Chroniques

par isabelle stibbe

La Generala | La Générale
opereta d’Amadeo Vives

Théâtre du Châtelet, Paris
- 29 mai 2008
La Generala, opereta d’Amadeo Vives au Théâtre du Châtelet (Paris)
© marie-noëlle robert

La zarzuela est-elle soluble dans la scène lyrique française ? En programmant La Generala d'Amadeo Vives, le directeur du Châtelet le crut sans doute. Et parce qu’hors la trinité Albéniz-de Falla-Granados le répertoire espagnol est méconnu au-delà des Pyrénées, on serait tout prêt à le croire aussi. Le genre ne demandait qu'à être découvert, fort de ses glorieux ascendants (Lope de Vega, Calderón) et de ses illustres représentants (Domingo, Caballé, Berganza, etc.). Venant tout droit du Teatro de la Zarzuela de Madrid, la production du Châtelet laissait augurer du meilleur, et sa distribution cent pour cent ibère paraissait un gage d'authenticité.

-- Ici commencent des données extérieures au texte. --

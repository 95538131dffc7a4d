//! Prediction core
//!
//! Watches the draw stream, announces Queen predictions and verifies them.
//!
//! - `card`: draw text parsing
//! - `history`: append-only draw store
//! - `signal` / `strategy`: pure classification and rule lookup
//! - `lifecycle`: pending predictions and their verification
//! - `mode`: DEFAULT/INTELLIGENT controller
//! - `analysis`: dry-run replay over stored history
//!
//! [`Predictor`] owns the store, the prediction book and the mode controller
//! together. Callers share it behind one lock ([`SharedPredictor`]) and send
//! the returned [`Outbound`] items only after releasing it.

pub mod analysis;
pub mod card;
pub mod error;
pub mod history;
pub mod lifecycle;
pub mod mode;
pub mod signal;
pub mod strategy;

use serde::Serialize;
use std::sync::Arc;
use tokio::sync::Mutex;
use tracing::{debug, info};

use crate::config::PredictorConfig;

pub use analysis::{AnalysisEntry, AnalysisReport, QueenCycle};
pub use card::{Card, ParsedDraw, Rank, Suit};
pub use error::{ParseError, PredictorError, Result};
pub use history::{DrawHistory, DrawRecord};
pub use lifecycle::{PendingPrediction, PredictionBook, PredictionStatus, Resolution};
pub use mode::{Mode, ModeController, ModeState, ModeTransition};
pub use signal::{classify, Signal};
pub use strategy::{resolve, Rule, RuleId};

/// Predictor shared between the listener, commands and the status server
pub type SharedPredictor = Arc<Mutex<Predictor>>;

/// Notification produced by the core, delivered by the messaging layer
#[derive(Debug, Clone, PartialEq, Eq, Serialize)]
#[serde(tag = "kind", rename_all = "snake_case")]
pub enum Outbound {
    Prediction {
        target_game_number: u64,
        rule_id: RuleId,
        label: &'static str,
    },
    Verdict {
        target_game_number: u64,
        status: PredictionStatus,
    },
    Alert {
        text: String,
    },
}

/// Everything one accepted draw caused
#[derive(Debug, Clone)]
pub struct IngestReport {
    pub record: DrawRecord,
    /// Signal found, `None` when NONE or when the detector did not run
    pub signal: Option<Signal>,
    pub registered: Option<PendingPrediction>,
    pub resolutions: Vec<Resolution>,
    pub outbound: Vec<Outbound>,
}

/// Status snapshot for `/status` and the HTTP API
#[derive(Debug, Clone, Serialize)]
pub struct PredictorStatus {
    pub mode: Mode,
    pub intelligent_mode: bool,
    pub consecutive_failures: u32,
    pub failure_threshold: u32,
    pub total_predictions: u64,
    pub total_successes: u64,
    pub draws_recorded: usize,
    pub last_game_number: Option<u64>,
    pub pending: Vec<PendingPrediction>,
    pub last_prediction: Option<PendingPrediction>,
}

impl PredictorStatus {
    pub fn render(&self) -> String {
        let mode = if self.intelligent_mode {
            "🟢 ACTIVE (rules applied)"
        } else {
            "🔴 INACTIVE (standby)"
        };
        let last = self
            .last_prediction
            .as_ref()
            .map(|p| format!("#{} ({}, {})", p.target_game_number, p.rule_id, p.label))
            .unwrap_or_else(|| "none".to_string());
        let pending = if self.pending.is_empty() {
            "none".to_string()
        } else {
            self.pending
                .iter()
                .map(|p| format!("#{}", p.target_game_number))
                .collect::<Vec<_>>()
                .join(", ")
        };

        format!(
            "📊 Predictor status\n\
             Intelligent mode: {}\n\
             Consecutive failures: {}/{}\n\
             Verified predictions: {} ({} successes)\n\
             Draws recorded: {} (last: {})\n\
             Pending targets: {}\n\
             Last Queen prediction: {}",
            mode,
            self.consecutive_failures,
            self.failure_threshold,
            self.total_predictions,
            self.total_successes,
            self.draws_recorded,
            self.last_game_number.map(|n| format!("#{}", n)).unwrap_or_else(|| "-".to_string()),
            pending,
            last,
        )
    }
}

/// The single mutual-exclusion domain of the core
#[derive(Debug)]
pub struct Predictor {
    history: DrawHistory,
    book: PredictionBook,
    mode: ModeController,
}

impl Predictor {
    pub fn new(config: &PredictorConfig) -> Self {
        Self {
            history: DrawHistory::new(config.history_limit),
            book: PredictionBook::with_archive_limit(config.archive_limit),
            mode: ModeController::new(config.failure_threshold),
        }
    }

    /// Wrap into the shared, lock-protected form
    pub fn shared(self) -> SharedPredictor {
        Arc::new(Mutex::new(self))
    }

    /// Apply one raw draw announcement
    ///
    /// Order: parse, append, settle due predictions (which may escalate the
    /// mode), then classify and register when the mode is INTELLIGENT.
    pub fn ingest(&mut self, raw: &str) -> Result<IngestReport> {
        let parsed = ParsedDraw::parse(raw)?;
        if !parsed.finished {
            return Err(PredictorError::Unfinished { game_number: parsed.game_number });
        }

        let record = self.history.append(parsed)?.clone();
        debug!("Draw #{} recorded ({} cards)", record.game_number, record.cards.len());

        let mut outbound = Vec::new();
        let resolutions = self.book.on_draw(&record, &mut self.mode);
        for resolution in &resolutions {
            outbound.push(Outbound::Verdict {
                target_game_number: resolution.prediction.target_game_number,
                status: resolution.prediction.status,
            });
            if let Some(ModeTransition::Escalated { consecutive_failures }) = resolution.transition {
                outbound.push(Outbound::Alert {
                    text: self.escalation_alert(consecutive_failures),
                });
            }
        }

        let mut signal = None;
        let mut registered = None;
        if self.mode.is_intelligent() {
            signal = classify(&record.cards);
            if let Some(rule) = resolve(signal) {
                match self.book.register(&record, rule) {
                    Ok(prediction) => {
                        outbound.push(Outbound::Prediction {
                            target_game_number: prediction.target_game_number,
                            rule_id: prediction.rule_id,
                            label: prediction.label,
                        });
                        registered = Some(prediction);
                    }
                    Err(e) => debug!("Signal {:?} on #{} not registered: {}", signal, record.game_number, e),
                }
            }
        }

        Ok(IngestReport {
            record,
            signal,
            registered,
            resolutions,
            outbound,
        })
    }

    fn escalation_alert(&self, consecutive_failures: u32) -> String {
        format!(
            "🚨 INTELLIGENT MODE ENABLED\n{} consecutive failed predictions.\n\n{}",
            consecutive_failures,
            self.analyze_history().render()
        )
    }

    pub fn status(&self) -> PredictorStatus {
        let state = self.mode.state();
        PredictorStatus {
            mode: self.mode.mode(),
            intelligent_mode: state.intelligent_mode,
            consecutive_failures: state.consecutive_failures,
            failure_threshold: self.mode.failure_threshold(),
            total_predictions: state.total_predictions,
            total_successes: state.total_successes,
            draws_recorded: self.history.len(),
            last_game_number: self.history.last_game_number(),
            pending: self.book.pending().cloned().collect(),
            last_prediction: self.book.last_registered().cloned(),
        }
    }

    pub fn force_intelligent(&mut self) -> Option<ModeTransition> {
        self.mode.force_intelligent()
    }

    pub fn force_default(&mut self) -> Option<ModeTransition> {
        let transition = self.mode.force_default();
        info!("Mode is now {}", self.mode.mode());
        transition
    }

    /// Dry run of the detector over stored history
    pub fn analyze_history(&self) -> AnalysisReport {
        analysis::analyze(&self.history)
    }

    pub fn history(&self) -> &DrawHistory {
        &self.history
    }

    pub fn book(&self) -> &PredictionBook {
        &self.book
    }
}

impl Default for Predictor {
    fn default() -> Self {
        Self::new(&PredictorConfig::default())
    }
}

Quelle déception ! C'est à se demander s'il fallait choisir cette œuvre d'Amedeo Vives (1871-1932). En dépit de sa notoriété en Espagne où elle fait figure de classique, La Generala se démarque assez de la zarzuela typique [lire notre chronique du 30 juin 2007]. Dans sa forme traditionnelle, ce spectacle léger alterne parties chantées et parlées, et depuis le XIXe siècle s'identifie à une expression populaire : scènes de rue, petits métiers, langue familière… Plutôt que puiser dans des thématiques propres au berceau natal, La Generala situe l'action en Angleterre, entre Oxford et Cambridge. Loin de mettre en scène des personnages populaires, elle traite de familles royales : Cirilo II, monarque en exil, sa femme Eva et leur fils Pio qui, se marier afin de renflouer les caisses familiales, doit épouser la riche princesse Olga. Tout irait bien si le prince n'en aimait une autre, la femme du général Tocateca : la Generala, qui fut chanteuse à Paris sous le nom de Mancelle Canard. Par bonheur fidèle à son mari, elle réussit, à la faveur d'une ruse, à rendre Pio amoureux d'Olga.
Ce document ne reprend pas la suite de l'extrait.